# Waiting time for Domicillary Allowance and Carer's allowance



## lorsteph87 (4 Jul 2011)

Hi, 
My daugher has just been assessed as being autistic and we have been told to apply for domicillary allowance, and that I might be entitled to carers allowance, Im just wonderig if anyone has any idea how long is the waitingtime to find out if we qualify to get either of these payments?
Thanks for any replies


----------



## CRaff (4 Jul 2011)

It took me 8 weeks to get DCA but carers is a different story!! They received my application on the 4th of april. I got a letter to say it would take 16-20 weeks!! Anyway rang them the other day just to see how the application is coming along and I was informed that at the moment they are processing DECEMBERS applications!! I nearly died! So moral of the story is gather all your info and documentation asap and get it in!
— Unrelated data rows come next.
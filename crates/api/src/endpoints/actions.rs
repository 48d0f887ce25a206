//! Reply, boost and favourite on behalf of the session.

use axum::{Json, Router, extract::State, routing::post};
use serde::Deserialize;
use validator::Validate;
use webui_common::AppResult;
use webui_core::Ack;

use crate::{
    extractors::{AuthSession, ValidatedJson},
    middleware::AppState,
};

/// Reply request.
#[derive(Debug, Deserialize, Validate)]
#[serde(rename_all = "camelCase")]
pub struct ReplyRequest {
    #[validate(length(min = 1))]
    pub id: String,

    #[validate(length(min = 1))]
    pub reply_text: String,
}

/// Boost or favourite request.
#[derive(Debug, Deserialize, Validate)]
pub struct ActionRequest {
    #[validate(length(min = 1))]
    pub id: String,
}

/// Reply publicly to a status.
async fn reply(
    State(state): State<AppState>,
    AuthSession(session): AuthSession,
    ValidatedJson(req): ValidatedJson<ReplyRequest>,
) -> AppResult<Json<Ack>> {
    let ack = state
        .gateway
        .reply(&session, &req.id, &req.reply_text)
        .await?;
    Ok(Json(ack))
}

/// Boost a status.
async fn boost(
    State(state): State<AppState>,
    AuthSession(session): AuthSession,
    ValidatedJson(req): ValidatedJson<ActionRequest>,
) -> AppResult<Json<Ack>> {
    Ok(Json(state.gateway.boost(&session, &req.id).await?))
}

/// Favourite a status.
async fn favourite(
    State(state): State<AppState>,
    AuthSession(session): AuthSession,
    ValidatedJson(req): ValidatedJson<ActionRequest>,
) -> AppResult<Json<Ack>> {
    Ok(Json(state.gateway.favourite(&session, &req.id).await?))
}

pub fn router() -> Router<AppState> {
    Router::new()
        .route("/reply", post(reply))
        .route("/boost", post(boost))
        .route("/favourite", post(favourite))
}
Good Luck and let us know how you get on.


----------



## angela59 (5 Jul 2011)

Hi,

I applied for Carer's Allowance end January 2011, received letter of acknowledgement on 7th February.  Social Welfare Inspector called out in May to interview me, called to interview my elerly mother in early June.  I phoned last week to see how it was progressing and they hadn't received the inspectors report back yet but was told it would take at least 24 weeks as there is a huge backlog.  Hope this throws some light on subject.

Angela59


----------



## sammi (5 Jul 2011)

I was waiting about 6-7 months for the DCA and Carers All. but that was 2 years ago, I've heard they've improved the waiting times since then. You'll be backdated from the day you apply (if your approved) so at least you get a nice lump sum when it eventually comes thru


----------